→ TASK GOAL:
Go through the lines below and tally each one holding "replacement". Write only the total.

→ PROVIDED MATERIAL:

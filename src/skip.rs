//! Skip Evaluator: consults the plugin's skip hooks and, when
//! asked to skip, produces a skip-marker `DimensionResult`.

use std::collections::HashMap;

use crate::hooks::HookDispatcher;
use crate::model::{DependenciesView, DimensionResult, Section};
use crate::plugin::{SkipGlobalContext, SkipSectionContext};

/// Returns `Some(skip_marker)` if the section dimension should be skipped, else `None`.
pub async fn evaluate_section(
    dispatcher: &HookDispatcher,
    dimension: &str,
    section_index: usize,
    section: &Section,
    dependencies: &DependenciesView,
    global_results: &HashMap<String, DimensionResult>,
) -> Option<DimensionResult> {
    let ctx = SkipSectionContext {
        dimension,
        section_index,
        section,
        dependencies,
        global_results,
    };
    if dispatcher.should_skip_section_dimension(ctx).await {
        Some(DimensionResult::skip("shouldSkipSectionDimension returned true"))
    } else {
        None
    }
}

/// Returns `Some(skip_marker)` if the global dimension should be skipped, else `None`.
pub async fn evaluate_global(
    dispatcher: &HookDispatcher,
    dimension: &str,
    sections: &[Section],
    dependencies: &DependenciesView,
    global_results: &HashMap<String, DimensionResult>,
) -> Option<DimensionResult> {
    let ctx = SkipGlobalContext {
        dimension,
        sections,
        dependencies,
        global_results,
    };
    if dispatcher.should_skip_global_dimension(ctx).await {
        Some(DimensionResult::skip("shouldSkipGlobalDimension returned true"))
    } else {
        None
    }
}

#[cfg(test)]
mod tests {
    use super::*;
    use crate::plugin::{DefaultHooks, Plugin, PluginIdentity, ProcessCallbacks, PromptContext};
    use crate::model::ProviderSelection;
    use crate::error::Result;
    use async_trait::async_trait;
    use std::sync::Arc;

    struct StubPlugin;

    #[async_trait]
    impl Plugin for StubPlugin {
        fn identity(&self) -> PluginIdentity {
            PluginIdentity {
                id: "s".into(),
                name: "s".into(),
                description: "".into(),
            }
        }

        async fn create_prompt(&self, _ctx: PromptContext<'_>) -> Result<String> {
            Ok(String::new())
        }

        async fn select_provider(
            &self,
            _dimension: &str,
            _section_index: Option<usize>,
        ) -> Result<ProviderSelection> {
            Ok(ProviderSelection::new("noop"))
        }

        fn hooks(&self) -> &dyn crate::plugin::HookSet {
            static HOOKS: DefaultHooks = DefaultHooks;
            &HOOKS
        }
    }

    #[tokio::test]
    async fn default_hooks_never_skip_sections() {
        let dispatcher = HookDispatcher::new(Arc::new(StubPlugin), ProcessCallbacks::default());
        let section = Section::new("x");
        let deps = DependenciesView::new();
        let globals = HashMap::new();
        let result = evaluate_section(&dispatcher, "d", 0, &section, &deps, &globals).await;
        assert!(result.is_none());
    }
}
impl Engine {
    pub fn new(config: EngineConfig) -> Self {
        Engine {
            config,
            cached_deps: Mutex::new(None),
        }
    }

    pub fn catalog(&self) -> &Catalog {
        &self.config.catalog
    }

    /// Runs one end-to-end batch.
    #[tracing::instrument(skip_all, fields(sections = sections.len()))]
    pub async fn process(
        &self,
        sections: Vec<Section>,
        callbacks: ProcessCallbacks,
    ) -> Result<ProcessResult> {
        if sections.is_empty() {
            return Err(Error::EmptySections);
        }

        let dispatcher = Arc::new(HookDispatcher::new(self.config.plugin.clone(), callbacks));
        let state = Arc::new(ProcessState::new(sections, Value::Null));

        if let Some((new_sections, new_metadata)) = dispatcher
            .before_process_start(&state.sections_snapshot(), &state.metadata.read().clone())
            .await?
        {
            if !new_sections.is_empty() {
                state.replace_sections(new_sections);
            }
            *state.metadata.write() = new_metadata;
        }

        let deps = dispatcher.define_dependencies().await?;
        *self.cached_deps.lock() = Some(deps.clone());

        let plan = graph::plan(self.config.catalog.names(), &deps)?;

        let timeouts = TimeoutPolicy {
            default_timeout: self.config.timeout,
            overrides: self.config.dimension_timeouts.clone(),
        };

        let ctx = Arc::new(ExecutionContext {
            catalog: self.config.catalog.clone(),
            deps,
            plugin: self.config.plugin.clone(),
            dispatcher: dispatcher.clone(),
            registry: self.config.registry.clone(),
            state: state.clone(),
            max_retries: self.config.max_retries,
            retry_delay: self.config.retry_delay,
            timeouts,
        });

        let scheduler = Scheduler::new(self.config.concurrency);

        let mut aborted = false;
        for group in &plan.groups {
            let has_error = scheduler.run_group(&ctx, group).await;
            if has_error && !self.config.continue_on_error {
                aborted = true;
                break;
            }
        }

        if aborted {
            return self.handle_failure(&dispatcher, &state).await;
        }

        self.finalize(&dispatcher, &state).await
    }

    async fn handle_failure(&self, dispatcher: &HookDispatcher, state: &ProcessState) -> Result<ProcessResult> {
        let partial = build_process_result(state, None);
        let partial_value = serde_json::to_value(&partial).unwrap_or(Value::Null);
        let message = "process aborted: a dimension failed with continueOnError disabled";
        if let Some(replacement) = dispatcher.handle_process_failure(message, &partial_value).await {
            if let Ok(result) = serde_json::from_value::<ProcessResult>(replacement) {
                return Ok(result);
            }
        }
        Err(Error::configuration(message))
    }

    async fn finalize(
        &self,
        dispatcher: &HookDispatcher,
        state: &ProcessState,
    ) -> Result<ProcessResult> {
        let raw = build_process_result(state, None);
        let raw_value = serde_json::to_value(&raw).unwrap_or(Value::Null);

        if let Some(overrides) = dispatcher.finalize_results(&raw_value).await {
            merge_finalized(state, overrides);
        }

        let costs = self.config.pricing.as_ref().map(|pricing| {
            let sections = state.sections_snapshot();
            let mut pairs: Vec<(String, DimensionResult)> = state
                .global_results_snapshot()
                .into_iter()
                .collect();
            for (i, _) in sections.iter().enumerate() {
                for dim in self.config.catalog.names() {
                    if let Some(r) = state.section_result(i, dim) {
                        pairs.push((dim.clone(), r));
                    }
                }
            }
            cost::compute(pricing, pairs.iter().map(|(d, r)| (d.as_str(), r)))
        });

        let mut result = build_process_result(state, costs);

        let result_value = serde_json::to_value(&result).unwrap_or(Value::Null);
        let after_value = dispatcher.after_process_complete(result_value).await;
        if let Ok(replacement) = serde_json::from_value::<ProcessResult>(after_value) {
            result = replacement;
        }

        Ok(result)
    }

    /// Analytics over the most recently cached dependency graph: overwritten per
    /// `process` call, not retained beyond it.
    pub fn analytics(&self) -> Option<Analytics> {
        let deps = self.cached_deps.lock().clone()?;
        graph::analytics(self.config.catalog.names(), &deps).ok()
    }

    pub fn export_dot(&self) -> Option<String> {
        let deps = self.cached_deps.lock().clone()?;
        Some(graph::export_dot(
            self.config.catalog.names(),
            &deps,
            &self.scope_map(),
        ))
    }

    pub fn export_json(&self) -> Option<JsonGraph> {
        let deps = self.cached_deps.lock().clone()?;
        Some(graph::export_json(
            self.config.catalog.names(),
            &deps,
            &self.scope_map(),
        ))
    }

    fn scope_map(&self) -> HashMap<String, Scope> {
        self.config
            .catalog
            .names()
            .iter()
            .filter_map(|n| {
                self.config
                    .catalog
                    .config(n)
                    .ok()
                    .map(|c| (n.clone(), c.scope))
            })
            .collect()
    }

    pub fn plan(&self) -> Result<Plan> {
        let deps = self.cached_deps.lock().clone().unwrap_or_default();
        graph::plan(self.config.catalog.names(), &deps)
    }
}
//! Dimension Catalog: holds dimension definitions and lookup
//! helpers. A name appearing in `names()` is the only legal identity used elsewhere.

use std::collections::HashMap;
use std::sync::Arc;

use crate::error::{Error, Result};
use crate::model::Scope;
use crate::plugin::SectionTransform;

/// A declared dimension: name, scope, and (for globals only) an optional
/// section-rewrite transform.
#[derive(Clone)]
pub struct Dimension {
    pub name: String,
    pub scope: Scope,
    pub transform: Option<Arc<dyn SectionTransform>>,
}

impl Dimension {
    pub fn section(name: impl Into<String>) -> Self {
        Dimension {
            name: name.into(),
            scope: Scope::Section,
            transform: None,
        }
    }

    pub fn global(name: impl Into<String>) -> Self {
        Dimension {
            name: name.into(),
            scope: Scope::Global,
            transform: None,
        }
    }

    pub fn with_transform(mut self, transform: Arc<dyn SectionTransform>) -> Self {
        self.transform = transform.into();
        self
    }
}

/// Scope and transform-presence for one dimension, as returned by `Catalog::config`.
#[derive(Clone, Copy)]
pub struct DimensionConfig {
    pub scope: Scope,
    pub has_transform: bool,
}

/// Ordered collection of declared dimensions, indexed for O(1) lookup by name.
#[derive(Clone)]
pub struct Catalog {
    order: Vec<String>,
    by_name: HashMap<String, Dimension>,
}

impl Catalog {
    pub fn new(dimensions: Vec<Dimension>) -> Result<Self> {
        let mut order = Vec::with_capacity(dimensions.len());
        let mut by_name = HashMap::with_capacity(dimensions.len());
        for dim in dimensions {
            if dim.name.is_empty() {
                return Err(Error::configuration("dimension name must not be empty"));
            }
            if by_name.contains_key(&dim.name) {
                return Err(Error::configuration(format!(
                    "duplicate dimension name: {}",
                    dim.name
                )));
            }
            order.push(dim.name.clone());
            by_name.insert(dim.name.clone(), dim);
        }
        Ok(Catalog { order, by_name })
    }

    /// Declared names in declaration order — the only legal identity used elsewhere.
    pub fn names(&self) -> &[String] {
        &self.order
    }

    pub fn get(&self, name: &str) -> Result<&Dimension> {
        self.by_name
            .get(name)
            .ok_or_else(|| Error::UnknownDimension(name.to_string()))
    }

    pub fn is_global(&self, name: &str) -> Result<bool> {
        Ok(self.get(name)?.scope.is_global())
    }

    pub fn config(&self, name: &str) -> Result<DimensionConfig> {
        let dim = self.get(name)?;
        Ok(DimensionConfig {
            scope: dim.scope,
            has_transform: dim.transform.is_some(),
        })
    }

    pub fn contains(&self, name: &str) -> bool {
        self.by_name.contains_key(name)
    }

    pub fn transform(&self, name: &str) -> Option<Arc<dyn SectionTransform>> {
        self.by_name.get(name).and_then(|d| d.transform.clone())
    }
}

→ RESULT:
4